「ふしぎなクミコ」のなかで、20こぐらいの質問があった。 たくさんいい質問があり、その質問は友達であるわたしにも日本語に訳された紙に書くように言われた。その中でたったひとつよく覚えている質問がある。「暴力について、あなたはどう思いますか?」 クミコの答えはこうだった。「暴力をわたしは憎む。
暴力はなんとしても拒否しなければならない。もしそれができないないなら私には死という代償がある。」
あの頃、クミコは28歳ぐらいだった(昨日、25と書いたが間違いだった)なんという強いことをいうひとなんだろうとわたしは思ったが、お互いに年をとり、40歳ぐらいになってからこんなこといったんだよ、というと「なんて生意気な、恥ずかしい!」と言った。質問も答えもその時、その気分によって違うのである。
わたしは何と答えたかといえば「暴力は私の中にもある。この自分のなかの暴力をいつも調整するのはとてもむずかしい」わたしは23 歳だった。

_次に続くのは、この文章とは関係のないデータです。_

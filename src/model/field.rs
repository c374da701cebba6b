//! Field names and provenance.

use serde::{Deserialize, Serialize};
use std::fmt;

/// A top-level field of a purchase-order record.
///
/// Line items and size breakdowns are single fields: a tier either supplies
/// the whole collection or nothing.
#[derive(Debug, Clone, Copy, PartialEq, Eq, PartialOrd, Ord, Hash, Serialize, Deserialize)]
#[serde(rename_all = "snake_case")]
pub enum Field {
    PoNumber,
    VendorName,
    VendorNumber,
    ShipDate,
    PaymentTerms,
    TotalAmount,
    Orders,
    SizeBreakdowns,
}

impl Field {
    /// Every field in record order.
    pub const ALL: [Field; 8] = [
        Field::PoNumber,
        Field::VendorName,
        Field::VendorNumber,
        Field::ShipDate,
        Field::PaymentTerms,
        Field::TotalAmount,
        Field::Orders,
        Field::SizeBreakdowns,
    ];

    /// Header fields located by label.
    pub const SUMMARY: [Field; 6] = [
        Field::PoNumber,
        Field::VendorName,
        Field::VendorNumber,
        Field::ShipDate,
        Field::PaymentTerms,
        Field::TotalAmount,
    ];

    /// Record path used in validation issues.
    pub fn path(&self) -> &'static str {
        match self {
            Field::PoNumber => "summary.po_number",
            Field::VendorName => "summary.vendor_name",
            Field::VendorNumber => "summary.vendor_number",
            Field::ShipDate => "summary.ship_date",
            Field::PaymentTerms => "summary.payment_terms",
            Field::TotalAmount => "summary.total_amount",
            Field::Orders => "orders",
            Field::SizeBreakdowns => "size_breakdowns",
        }
    }

    pub fn is_summary(&self) -> bool {
        !matches!(self, Field::Orders | Field::SizeBreakdowns)
    }
}

impl fmt::Display for Field {
    fn fmt(&self, f: &mut fmt::Formatter<'_>) -> fmt::Result {
        let name = match self {
            Field::PoNumber => "PO number",
            Field::VendorName => "vendor name",
            Field::VendorNumber => "vendor number",
            Field::ShipDate => "ship date",
            Field::PaymentTerms => "payment terms",
            Field::TotalAmount => "total amount",
            Field::Orders => "line item UPC",
            Field::SizeBreakdowns => "size breakdowns",
        };
        f.write_str(name)
    }
}

/// An extraction strategy, in priority order.
#[derive(Debug, Clone, Copy, PartialEq, Eq, PartialOrd, Ord, Hash, Serialize, Deserialize)]
#[serde(rename_all = "snake_case")]
pub enum Tier {
    Position,
    Table,
    Regex,
}

impl Tier {
    /// Tiers in the order the coordinator runs them.
    pub const ORDER: [Tier; 3] = [Tier::Position, Tier::Table, Tier::Regex];

    /// Confidence assigned to a value this tier found by its primary rule.
    ///
    /// Regex values sit below the default review threshold of 0.5, and the
    /// validator flags them under any threshold.
    pub fn base_confidence(&self) -> f32 {
        match self {
            Tier::Position => 0.9,
            Tier::Table => 0.8,
            Tier::Regex => 0.4,
        }
    }

    pub fn name(&self) -> &'static str {
        match self {
            Tier::Position => "position",
            Tier::Table => "table",
            Tier::Regex => "regex",
        }
    }
}

impl fmt::Display for Tier {
    fn fmt(&self, f: &mut fmt::Formatter<'_>) -> fmt::Result {
        f.write_str(self.name())
    }
}

/// Which tier produced a field and how much it is trusted.
#[derive(Debug, Clone, Copy, PartialEq, Serialize, Deserialize)]
pub struct Provenance {
    pub tier: Tier,
    /// Confidence in `[0, 1]`
    pub confidence: f32,
}

impl Provenance {
    /// Provenance at the tier's base confidence.
    pub fn from_tier(tier: Tier) -> Self {
        Self {
            tier,
            confidence: tier.base_confidence(),
        }
    }

    /// Provenance with an explicit confidence, clamped to `[0, 1]`.
    pub fn new(tier: Tier, confidence: f32) -> Self {
        Self {
            tier,
            confidence: confidence.clamp(0.0, 1.0),
        }
    }
}
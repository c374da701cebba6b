//! Size vocabulary: canonical size labels, their spellings and SKU size codes.

use serde::{Deserialize, Deserializer, Serialize};
use std::collections::BTreeMap;

/// Longest trailing size phrase considered, in words ("extra extra large").
const MAX_SIZE_WORDS: usize = 4;

/// Known size labels and how they appear in vendor documents.
#[derive(Debug, Clone, PartialEq, Serialize, Deserialize)]
#[serde(default)]
pub struct SizeVocabulary {
    pub version: u32,
    /// Canonical labels in size-sheet column order
    pub labels: Vec<String>,
    /// Normalized spelling -> canonical label
    #[serde(deserialize_with = "normalized_aliases")]
    pub aliases: BTreeMap<String, String>,
    /// Size code at the end of an item SKU -> canonical label
    #[serde(deserialize_with = "uppercase_suffixes")]
    pub sku_suffixes: BTreeMap<String, String>,
}

impl Default for SizeVocabulary {
    fn default() -> Self {
        let labels = [
            "One size", "SS", "S", "M", "L", "XL", "XXL", "0-3m", "3-6m", "6-12m", "12-18m",
            "18-24m", "2T", "3T", "4T", "5", "6", "7", "8", "10", "0-2T", "2T-4T", "2T-5",
            "0-6m", "12-24m",
        ];
        let aliases = [
            ("os", "One size"),
            ("xs", "SS"),
            ("x-s", "SS"),
            ("extrasmall", "SS"),
            ("xtrasmall", "SS"),
            ("exsmall", "SS"),
            ("sm", "S"),
            ("small", "S"),
            ("med", "M"),
            ("medium", "M"),
            ("lg", "L"),
            ("large", "L"),
            ("x-l", "XL"),
            ("extralarge", "XL"),
            ("xtralarge", "XL"),
            ("2xl", "XXL"),
            ("xx-l", "XXL"),
            ("doublexl", "XXL"),
            ("extraextralarge", "XXL"),
        ];
        let sku_suffixes = [
            ("03M00", "0-3m"),
            ("0306M", "3-6m"),
            ("0612M", "6-12m"),
            ("1218M", "12-18m"),
            ("1824M", "18-24m"),
            ("2T000", "2T"),
            ("3T000", "3T"),
            ("4T000", "4T"),
            ("5K000", "5"),
            ("6K000", "6"),
            ("7K000", "7"),
            ("8K000", "8"),
            ("K0000", "10"),
        ];

        Self {
            version: 1,
            labels: labels.iter().map(|s| s.to_string()).collect(),
            aliases: aliases
                .iter()
                .map(|(a, c)| (a.to_string(), c.to_string()))
                .collect(),
            sku_suffixes: sku_suffixes
                .iter()
                .map(|(s, c)| (s.to_string(), c.to_string()))
                .collect(),
        }
    }
}

impl SizeVocabulary {
    /// Canonical label for a size spelling, if it is one.
    pub fn canonical(&self, token: &str) -> Option<&str> {
        let key = normalize_size(token);
        if key.is_empty() {
            return None;
        }
        if let Some(label) = self.labels.iter().find(|l| normalize_size(l) == key) {
            return Some(label.as_str());
        }
        self.aliases.get(&key).map(String::as_str)
    }

    /// Position of a canonical label in sheet order.
    pub fn order_index(&self, label: &str) -> Option<usize> {
        self.labels.iter().position(|l| l == label)
    }

    /// Split a trailing size off a description.
    ///
    /// Returns the description without the size (and its separator) plus the
    /// canonical size, or the description unchanged and `None`.
    pub fn split_description<'a>(&self, description: &'a str) -> (&'a str, Option<&str>) {
        let trimmed = description.trim();
        let word_starts: Vec<usize> = word_starts(trimmed);

        for n in (1..=MAX_SIZE_WORDS.min(word_starts.len())).rev() {
            let start = word_starts[word_starts.len() - n];
            let candidate = trimmed[start..].trim_matches(|c| c == '(' || c == ')');
            if let Some(size) = self.canonical(candidate) {
                let product = trimmed[..start]
                    .trim_end_matches(|c: char| c.is_whitespace() || is_dash(c) || c == '(');
                // A bare size is a size, not a product with a size
                if product.is_empty() {
                    continue;
                }
                return (product, Some(size));
            }
        }

        (trimmed, None)
    }

    /// Size from a SKU's trailing size code (`ABC-0612M` -> `6-12m`).
    pub fn from_sku(&self, sku: &str) -> Option<&str> {
        let sku = sku.trim().to_uppercase();
        self.sku_suffixes
            .iter()
            .find(|(suffix, _)| sku.ends_with(suffix.as_str()))
            .map(|(_, size)| size.as_str())
    }

    /// The style part of a SKU, with any trailing size code removed.
    pub fn style_of<'a>(&self, sku: &'a str) -> &'a str {
        let sku = sku.trim();
        let upper = sku.to_uppercase();
        let Some(suffix) = self
            .sku_suffixes
            .keys()
            .find(|suffix| upper.ends_with(suffix.as_str()) && upper.len() > suffix.len())
        else {
            return sku;
        };
        match sku.get(..sku.len() - suffix.len()) {
            Some(style) => style.trim_end_matches(|c: char| is_dash(c) || c.is_whitespace()),
            None => sku,
        }
    }

    /// Infer a size from the description first, then the SKU.
    pub fn infer(&self, description: Option<&str>, sku: Option<&str>) -> Option<String> {
        description
            .and_then(|d| self.split_description(d).1)
            .or_else(|| sku.and_then(|s| self.from_sku(s)))
            .map(str::to_string)
    }
}

fn normalized_aliases<'de, D>(deserializer: D) -> Result<BTreeMap<String, String>, D::Error>
where
    D: Deserializer<'de>,
{
    let raw = BTreeMap::<String, String>::deserialize(deserializer)?;
    Ok(raw
        .into_iter()
        .map(|(alias, label)| (normalize_size(&alias), label))
        .collect())
}

fn uppercase_suffixes<'de, D>(deserializer: D) -> Result<BTreeMap<String, String>, D::Error>
where
    D: Deserializer<'de>,
{
    let raw = BTreeMap::<String, String>::deserialize(deserializer)?;
    Ok(raw
        .into_iter()
        .map(|(suffix, label)| (suffix.trim().to_uppercase(), label))
        .collect())
}

/// Lowercase, drop whitespace and parentheses, unify dashes.
fn normalize_size(token: &str) -> String {
    token
        .chars()
        .filter(|c| !c.is_whitespace() && *c != '(' && *c != ')')
        .map(|c| if is_dash(c) { '-' } else { c })
        .flat_map(char::to_lowercase)
        .collect()
}

fn is_dash(c: char) -> bool {
    matches!(c, '-' | '\u{2013}' | '\u{2014}')
}

/// Byte offsets where whitespace-separated words begin.
fn word_starts(s: &str) -> Vec<usize> {
    let mut starts = Vec::new();
    let mut prev_space = true;
    for (idx, c) in s.char_indices() {
        if !c.is_whitespace() && prev_space {
            starts.push(idx);
        }
        prev_space = c.is_whitespace();
    }
    starts
}

#[cfg(test)]
mod tests {
    use super::*;

    #[test]
    fn test_canonical_spellings() {
        let vocab = SizeVocabulary::default();
        assert_eq!(vocab.canonical("small"), Some("S"));
        assert_eq!(vocab.canonical("6 - 12 M"), Some("6-12m"));
        assert_eq!(vocab.canonical("(3-6m)"), Some("3-6m"));
        assert_eq!(vocab.canonical("2t"), Some("2T"));
        assert_eq!(vocab.canonical("One Size"), Some("One size"));
        assert_eq!(vocab.canonical("Tee"), None);
    }

    #[test]
    fn test_split_description() {
        let vocab = SizeVocabulary::default();
        assert_eq!(
            vocab.split_description("Pink Ruffle Trim Woven Shorts - 6-12m"),
            ("Pink Ruffle Trim Woven Shorts", Some("6-12m"))
        );
        assert_eq!(
            vocab.split_description("Boys Swim Trunks (3-6m)"),
            ("Boys Swim Trunks", Some("3-6m"))
        );
        assert_eq!(
            vocab.split_description("Kids Tee Extra Large"),
            ("Kids Tee", Some("XL"))
        );
        assert_eq!(vocab.split_description("Kids Tee"), ("Kids Tee", None));
        assert_eq!(vocab.split_description("M"), ("M", None));
    }

    #[test]
    fn test_from_sku() {
        let vocab = SizeVocabulary::default();
        assert_eq!(vocab.from_sku("ABC-0612M"), Some("6-12m"));
        assert_eq!(vocab.from_sku("abc-k0000"), Some("10"));
        assert_eq!(vocab.from_sku("ABC-123"), None);
    }

    #[test]
    fn test_style_of() {
        let vocab = SizeVocabulary::default();
        assert_eq!(vocab.style_of("ABC-0612M"), "ABC");
        assert_eq!(vocab.style_of("ABC-123"), "ABC-123");
        assert_eq!(vocab.style_of("0612M"), "0612M");
    }

    #[test]
    fn test_configured_spellings_are_normalized() {
        let vocab: SizeVocabulary = serde_json::from_str(
            r#"{"labels": ["S", "M"], "aliases": {"Petite (S)": "S"}, "sku_suffixes": {"-med": "M"}}"#,
        )
        .unwrap();
        assert_eq!(vocab.canonical("petite s"), Some("S"));
        assert_eq!(vocab.from_sku("ABC-MED"), Some("M"));
    }

    #[test]
    fn test_infer_prefers_description() {
        let vocab = SizeVocabulary::default();
        assert_eq!(
            vocab.infer(Some("Kids Tee 4T"), Some("ABC-0612M")),
            Some("4T".to_string())
        );
        assert_eq!(
            vocab.infer(Some("Kids Tee"), Some("ABC-0612M")),
            Some("6-12m".to_string())
        );
        assert_eq!(vocab.infer(None, None), None);
    }
}
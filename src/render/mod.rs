//! Output views of a validated record: JSON, a QA report and the size sheet.
//!
//! Spreadsheet layout and styling belong to the writer consuming these.

mod json;
mod report;
mod size_sheet;

pub use json::{to_json, to_json_bundle, JsonFormat};
pub use report::to_report;
pub use size_sheet::{SizeSheet, SizeSheetRow};
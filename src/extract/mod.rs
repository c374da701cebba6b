//! Field extraction: the three tiers and the coordinator that folds them.
//!
//! Each tier reads the decoded pages and returns a [`PartialRecord`] holding
//! only what it found. The coordinator runs them in [`Tier::ORDER`] and
//! merges with [`PartialRecord::fill_from`], so a value set by an earlier
//! tier is never replaced by a later one.

mod coordinator;
mod fallback;
mod options;
mod position;
mod rows;
mod sizes;
mod synonyms;
mod table;
mod values;

pub use coordinator::{Coordinator, Stage};
pub use fallback::RegexExtractor;
pub use options::{ExtractOptions, LayoutTolerances, UpcScheme};
pub use position::PositionExtractor;
pub use rows::{finish_rows, is_footer_row, RowCells, RowDraft};
pub use sizes::SizeVocabulary;
pub use synonyms::{normalize_label, ColumnKind, SynonymMatch, SynonymTable};
pub use table::TableExtractor;
pub use values::{parse_money, parse_quantity};

use crate::model::{PagePrimitive, PartialRecord, Provenance, Tier};

/// Confidence taken off a tier's base when a label matched only fuzzily.
const FUZZY_LABEL_PENALTY: f32 = 0.15;

/// Provenance for a value found next to a label.
fn label_provenance(tier: Tier, exact: bool) -> Provenance {
    if exact {
        Provenance::from_tier(tier)
    } else {
        Provenance::new(tier, tier.base_confidence() - FUZZY_LABEL_PENALTY)
    }
}

/// One extraction strategy.
///
/// Implementations never fail: a field they cannot find is simply left
/// unset in the returned record.
pub trait Extractor: Send + Sync {
    /// Which tier this is, for provenance.
    fn tier(&self) -> Tier;

    /// Extract what this tier can from `pages`.
    ///
    /// `current` is the merged result of the tiers that already ran. It may
    /// be used to skip work for fields that are already set; whatever is
    /// returned for those fields is discarded by the merge.
    fn extract(&self, pages: &[PagePrimitive], current: &PartialRecord) -> PartialRecord;
}
//! End-to-end extraction over synthetic page primitives.

use poextract::extract::{PositionExtractor, RegexExtractor, TableExtractor};
use poextract::{
    extract_pages, Coordinator, Error, ExtractOptions, Extractor, Field, IssueKind, PagePrimitive,
    PageTable, PartialRecord, Tier, ValidatedRecord, WordToken,
};

/// A line of words at `top`, each given with its left edge.
fn line(top: f32, words: &[(f32, &str)]) -> Vec<WordToken> {
    words
        .iter()
        .map(|(x0, text)| {
            let width = text.chars().count() as f32 * 5.0;
            WordToken::new(*text, *x0, top, x0 + width, top + 10.0)
        })
        .collect()
}

/// A page laid out with labels and an item grid, readable by the position tier.
fn positioned_page() -> PagePrimitive {
    let mut words = Vec::new();
    words.extend(line(40.0, &[(40.0, "PO"), (55.0, "Number:"), (100.0, "4500123")]));
    words.extend(line(40.0, &[(300.0, "Ship"), (322.0, "Date:"), (352.0, "03/15/2025")]));
    words.extend(line(
        120.0,
        &[
            (30.0, "Qty"),
            (70.0, "SKU"),
            (150.0, "UPC"),
            (280.0, "Description"),
            (450.0, "Rate"),
            (520.0, "Amount"),
        ],
    ));
    words.extend(line(
        140.0,
        &[
            (30.0, "10"),
            (70.0, "ABC-100"),
            (130.0, "036000291452"),
            (225.0, "Ruffle"),
            (258.0, "Shorts"),
            (445.0, "2.50"),
            (515.0, "25.00"),
        ],
    ));
    PagePrimitive::new(0).with_words(words)
}

fn orders_table(rows: &[[&str; 6]]) -> PageTable {
    let header = ["Qty", "Item SKU", "UPC", "Description", "Unit Price", "Amount"];
    PageTable::from_strings(std::iter::once(header).chain(rows.iter().copied()))
}

fn extract(pages: &[PagePrimitive]) -> poextract::Result<ValidatedRecord> {
    extract_pages(pages, ExtractOptions::default())
}

fn issues_of(record: &ValidatedRecord, kind: IssueKind) -> Vec<String> {
    record
        .qa_flags()
        .iter()
        .filter(|i| i.kind == kind)
        .map(|i| i.path.clone())
        .collect()
}

#[test]
fn test_later_tiers_never_overwrite() {
    let page = positioned_page()
        .with_table(orders_table(&[[
            "3", "ZZZ-999", "012345678905", "Other Item", "1.00", "3.00",
        ]]))
        .with_table(PageTable::from_strings([["Style", "S", "M", "L"], ["ABC-100", "2", "3", "5"]]))
        .with_text("PO 99999\nShip Date: 01/01/2030");
    let pages = [page];

    let options = ExtractOptions::default();
    let position = PositionExtractor::new(&options).extract(&pages, &PartialRecord::new());
    assert_eq!(position.po_number.as_deref(), Some("4500123"));

    let merged = Coordinator::new(options.clone()).merge(&pages);
    for field in Field::ALL {
        if position.is_set(field) && field.is_summary() {
            assert_eq!(merged.text(field), position.text(field), "{} changed", field);
            assert_eq!(merged.provenance[&field].tier, Tier::Position);
        }
    }
    assert_eq!(merged.orders, position.orders);

    // Table tier still supplies what position could not
    assert_eq!(merged.provenance[&Field::SizeBreakdowns].tier, Tier::Table);

    // Feeding a later tier the merged state leaves every set field alone
    for tier in [
        &TableExtractor::new(&options) as &dyn Extractor,
        &RegexExtractor::new(&options),
    ] {
        let mut again = merged.clone();
        let filled = again.fill_from(tier.extract(&pages, &merged));
        assert!(filled.is_empty(), "{} filled {:?}", tier.tier(), filled);
        assert_eq!(again, merged);
    }
}

#[test]
fn test_idempotent() {
    let page = positioned_page()
        .with_table(PageTable::from_strings([["Style", "S", "M", "L"], ["ABC-100", "2", "3", "5"]]))
        .with_text("Vendor: Acme Kids\nTotal $25.00");
    let pages = [page];

    let first = extract(&pages).unwrap();
    let second = extract(&pages).unwrap();
    assert_eq!(first, second);
    assert_eq!(
        serde_json::to_string(&first).unwrap(),
        serde_json::to_string(&second).unwrap()
    );
}

#[test]
fn test_checksum_property() {
    let page = PagePrimitive::new(0)
        .with_table(orders_table(&[
            ["10", "ABC-100", "036000291452", "Ruffle Shorts", "2.50", "25.00"],
            ["10", "ABC-101", "036000291453", "Ruffle Shorts", "2.50", "25.00"],
        ]))
        .with_text("PO 4500123");
    let record = extract(&[page]).unwrap();

    assert_eq!(issues_of(&record, IssueKind::ChecksumFailed), vec!["orders[1].upc"]);
}

#[test]
fn test_arithmetic_property() {
    let page = PagePrimitive::new(0)
        .with_table(orders_table(&[
            ["10", "ABC-100", "036000291452", "Ruffle Shorts", "2.50", "25.00"],
            ["10", "ABC-200", "012345678905", "Kids Tee", "2.50", "24.00"],
        ]))
        .with_text("PO 4500123");
    let record = extract(&[page]).unwrap();

    assert_eq!(
        issues_of(&record, IssueKind::ArithmeticMismatch),
        vec!["orders[1].line_total"]
    );
}

#[test]
fn test_regex_fallback_completes_record() {
    let page = PagePrimitive::new(0).with_text(
        "ACME KIDS WHOLESALE\nPurchase Order 4500123\nPlease ship item 036000291452 promptly.",
    );
    let record = extract(&[page]).unwrap();

    assert_eq!(record.summary.po_number, "4500123");
    assert_eq!(record.orders.len(), 1);
    assert_eq!(record.orders[0].upc.as_deref(), Some("036000291452"));

    for field in [Field::PoNumber, Field::Orders] {
        let provenance = record.provenance(field).unwrap();
        assert_eq!(provenance.tier, Tier::Regex);
        assert!(provenance.confidence < 0.5);
    }
    assert!(record.confidence < 0.5);
    let low = issues_of(&record, IssueKind::LowConfidence);
    assert!(low.contains(&"summary.po_number".to_string()));
    assert!(low.contains(&"orders".to_string()));
}

#[test]
fn test_missing_po_number_is_fatal() {
    let page = PagePrimitive::new(0)
        .with_table(orders_table(&[[
            "10", "ABC-100", "036000291452", "Ruffle Shorts", "2.50", "25.00",
        ]]))
        .with_text("Thank you for your business");

    let err = extract(&[page]).unwrap_err();
    assert!(!err.is_unreadable());
    match &err {
        Error::ExtractionIncomplete { missing } => assert!(missing.contains(&Field::PoNumber)),
        other => panic!("unexpected error: {}", other),
    }
    assert!(err.to_string().contains("PO number"));
}

#[test]
fn test_size_sum_property() {
    let run = |medium: &str| {
        let page = PagePrimitive::new(0)
            .with_table(orders_table(&[[
                "10", "ABC-100", "036000291452", "Ruffle Shorts", "2.50", "25.00",
            ]]))
            .with_table(PageTable::from_strings([
                ["Style", "S", "M", "L"],
                ["ABC-100", "2", medium, "5"],
            ]))
            .with_text("PO 4500123");
        extract(&[page]).unwrap()
    };

    let balanced = run("3");
    assert_eq!(balanced.size_breakdowns[0].total(), 10);
    assert!(issues_of(&balanced, IssueKind::ArithmeticMismatch).is_empty());

    let short = run("2");
    assert_eq!(
        issues_of(&short, IssueKind::ArithmeticMismatch),
        vec!["size_breakdowns[0]"]
    );
}

#[test]
fn test_documents_share_no_state() {
    let coordinator = Coordinator::default();
    let a = [positioned_page()];
    let b = [PagePrimitive::new(0).with_text("PO 7777777 UPC 012345678905")];

    let (ra, rb) = std::thread::scope(|s| {
        let ha = s.spawn(|| coordinator.extract_pages(&a, Some("a.pdf")));
        let hb = s.spawn(|| coordinator.extract_pages(&b, Some("b.pdf")));
        (ha.join().unwrap().unwrap(), hb.join().unwrap().unwrap())
    });

    assert_eq!(ra.summary.po_number, "4500123");
    assert_eq!(rb.summary.po_number, "7777777");
    assert_eq!(ra, coordinator.extract_pages(&a, Some("a.pdf")).unwrap());
}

映画は警察の剣道の道場で警官たちがお面をかぶって練習している場面が長い間とられていた。クリス・マイケルは竹の刀のバチバチバチという音になにかを感じたのだと思う。それから、オリンピックの会場の見物席のたくさんのひとのなかのクミコと鳩があがる瞬間が撮られていた。ちょうどおなじような瞬間
を谷川俊太郎さんが今監督のオリンピックという映画の中でフイルムを2分かんぐらいの長いシーンで撮っていた。それから、日光のお祭りとモノレールがでてきてずっとクミコが出てきた。モノレールのとき、武満徹さんのふしぎな音楽がきこえてきたのだった。その音楽はこれから日本という国が経済的に豊かに
なろうとし、国際社会に参加しようとする緊張感にあふれていた。まさか、この映画が終わったあたりで
彼女がフランスにでていこうとしているなんて夢にも思わなかった。わたしはひとりぼっちにとりのこされてしまった。